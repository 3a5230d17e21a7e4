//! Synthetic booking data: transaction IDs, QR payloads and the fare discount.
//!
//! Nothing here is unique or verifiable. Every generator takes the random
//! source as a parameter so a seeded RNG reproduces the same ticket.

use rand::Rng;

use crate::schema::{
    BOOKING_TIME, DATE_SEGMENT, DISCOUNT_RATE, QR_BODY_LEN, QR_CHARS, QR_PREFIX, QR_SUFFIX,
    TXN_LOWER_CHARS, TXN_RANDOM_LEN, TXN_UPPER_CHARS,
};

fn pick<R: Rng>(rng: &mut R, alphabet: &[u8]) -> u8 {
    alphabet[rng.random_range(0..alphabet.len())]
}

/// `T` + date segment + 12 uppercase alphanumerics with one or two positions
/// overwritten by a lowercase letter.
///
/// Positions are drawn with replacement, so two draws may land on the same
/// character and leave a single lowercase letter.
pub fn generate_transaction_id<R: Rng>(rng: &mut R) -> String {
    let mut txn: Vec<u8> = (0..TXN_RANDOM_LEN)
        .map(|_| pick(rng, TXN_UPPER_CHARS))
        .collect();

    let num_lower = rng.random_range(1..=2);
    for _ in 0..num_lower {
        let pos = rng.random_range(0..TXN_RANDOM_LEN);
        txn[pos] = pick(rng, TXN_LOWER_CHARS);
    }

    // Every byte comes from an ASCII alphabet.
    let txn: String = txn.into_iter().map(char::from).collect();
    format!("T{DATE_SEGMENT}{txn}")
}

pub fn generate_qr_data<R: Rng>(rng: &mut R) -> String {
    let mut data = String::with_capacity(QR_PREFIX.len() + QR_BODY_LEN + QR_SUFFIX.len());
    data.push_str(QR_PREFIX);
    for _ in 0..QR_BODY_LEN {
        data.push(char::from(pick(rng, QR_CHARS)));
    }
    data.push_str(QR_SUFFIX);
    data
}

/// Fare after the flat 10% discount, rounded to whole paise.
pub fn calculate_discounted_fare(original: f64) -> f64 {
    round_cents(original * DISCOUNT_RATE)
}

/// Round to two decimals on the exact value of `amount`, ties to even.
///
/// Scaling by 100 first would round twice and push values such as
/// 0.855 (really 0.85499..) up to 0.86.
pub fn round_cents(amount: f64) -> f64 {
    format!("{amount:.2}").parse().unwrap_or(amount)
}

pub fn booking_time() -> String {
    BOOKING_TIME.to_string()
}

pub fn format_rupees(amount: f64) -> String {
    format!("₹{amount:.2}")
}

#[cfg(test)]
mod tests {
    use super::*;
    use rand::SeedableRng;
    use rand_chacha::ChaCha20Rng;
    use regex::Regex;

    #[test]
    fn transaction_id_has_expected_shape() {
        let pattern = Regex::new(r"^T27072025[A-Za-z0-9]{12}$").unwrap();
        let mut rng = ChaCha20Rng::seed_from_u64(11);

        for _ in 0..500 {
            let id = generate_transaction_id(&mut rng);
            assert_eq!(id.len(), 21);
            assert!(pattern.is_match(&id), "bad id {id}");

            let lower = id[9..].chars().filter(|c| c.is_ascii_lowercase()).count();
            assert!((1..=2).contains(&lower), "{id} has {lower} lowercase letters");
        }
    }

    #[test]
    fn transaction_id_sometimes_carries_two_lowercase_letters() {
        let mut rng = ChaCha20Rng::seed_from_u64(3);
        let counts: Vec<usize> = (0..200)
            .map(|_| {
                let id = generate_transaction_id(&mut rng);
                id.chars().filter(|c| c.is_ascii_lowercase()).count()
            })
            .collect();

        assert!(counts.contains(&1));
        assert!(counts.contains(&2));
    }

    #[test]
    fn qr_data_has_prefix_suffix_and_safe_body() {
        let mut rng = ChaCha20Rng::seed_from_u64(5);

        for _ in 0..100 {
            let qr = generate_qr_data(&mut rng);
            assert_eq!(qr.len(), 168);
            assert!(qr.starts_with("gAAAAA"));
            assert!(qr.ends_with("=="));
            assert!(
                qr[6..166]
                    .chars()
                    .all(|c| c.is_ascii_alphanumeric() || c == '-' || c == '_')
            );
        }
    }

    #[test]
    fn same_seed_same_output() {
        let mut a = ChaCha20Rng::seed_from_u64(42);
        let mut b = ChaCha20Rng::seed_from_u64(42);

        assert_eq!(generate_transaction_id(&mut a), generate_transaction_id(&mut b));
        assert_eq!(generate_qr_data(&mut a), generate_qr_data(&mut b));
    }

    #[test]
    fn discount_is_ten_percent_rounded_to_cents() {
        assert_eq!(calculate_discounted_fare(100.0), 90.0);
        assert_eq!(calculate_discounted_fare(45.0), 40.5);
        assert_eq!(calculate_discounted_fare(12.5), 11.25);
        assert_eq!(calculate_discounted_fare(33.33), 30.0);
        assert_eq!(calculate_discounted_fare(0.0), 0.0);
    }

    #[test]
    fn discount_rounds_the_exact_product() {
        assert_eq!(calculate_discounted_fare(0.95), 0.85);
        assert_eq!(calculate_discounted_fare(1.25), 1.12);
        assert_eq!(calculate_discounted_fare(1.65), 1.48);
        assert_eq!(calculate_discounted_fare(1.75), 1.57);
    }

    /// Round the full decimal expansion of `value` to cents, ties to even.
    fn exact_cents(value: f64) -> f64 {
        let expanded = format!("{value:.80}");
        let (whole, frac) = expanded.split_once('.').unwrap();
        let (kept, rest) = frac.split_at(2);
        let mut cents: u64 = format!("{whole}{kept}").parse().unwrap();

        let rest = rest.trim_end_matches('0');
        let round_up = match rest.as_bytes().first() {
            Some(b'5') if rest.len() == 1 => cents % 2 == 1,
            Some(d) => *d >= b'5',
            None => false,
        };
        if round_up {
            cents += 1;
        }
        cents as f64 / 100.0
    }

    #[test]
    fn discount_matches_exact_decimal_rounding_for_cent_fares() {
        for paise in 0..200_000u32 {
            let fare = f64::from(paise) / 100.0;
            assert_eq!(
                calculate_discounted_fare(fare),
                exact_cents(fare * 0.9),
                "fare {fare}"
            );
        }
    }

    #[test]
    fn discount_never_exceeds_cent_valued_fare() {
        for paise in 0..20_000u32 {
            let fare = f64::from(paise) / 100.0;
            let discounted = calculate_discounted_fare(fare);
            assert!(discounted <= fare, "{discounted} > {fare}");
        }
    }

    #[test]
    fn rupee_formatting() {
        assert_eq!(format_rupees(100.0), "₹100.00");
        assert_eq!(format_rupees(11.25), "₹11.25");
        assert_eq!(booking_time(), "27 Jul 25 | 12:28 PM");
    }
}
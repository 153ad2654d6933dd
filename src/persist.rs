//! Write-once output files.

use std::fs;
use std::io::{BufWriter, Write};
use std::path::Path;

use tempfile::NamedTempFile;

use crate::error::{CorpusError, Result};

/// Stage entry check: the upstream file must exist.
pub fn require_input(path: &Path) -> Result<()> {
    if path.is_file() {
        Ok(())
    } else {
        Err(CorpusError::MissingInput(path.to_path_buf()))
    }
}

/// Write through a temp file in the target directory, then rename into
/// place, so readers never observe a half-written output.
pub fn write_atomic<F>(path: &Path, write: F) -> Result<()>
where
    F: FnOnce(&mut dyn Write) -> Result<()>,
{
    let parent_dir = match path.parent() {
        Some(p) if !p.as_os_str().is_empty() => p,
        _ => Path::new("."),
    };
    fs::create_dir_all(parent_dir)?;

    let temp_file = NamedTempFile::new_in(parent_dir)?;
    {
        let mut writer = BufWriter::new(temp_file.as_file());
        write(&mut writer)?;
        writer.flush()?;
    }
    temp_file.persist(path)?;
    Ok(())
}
====================
▶ **Work to be completed**:
Restate the material word for word, but only from its first line through the line containing "use rand::Rng;".

▶ **The answer**:
repository 3a5230d17e21a7e4
//! Synthetic booking data: transaction IDs, QR payloads and the fare discount.
//!
//! Nothing here is unique or verifiable. Every generator takes the random
//! source as a parameter so a seeded RNG reproduces the same ticket.

use rand::Rng;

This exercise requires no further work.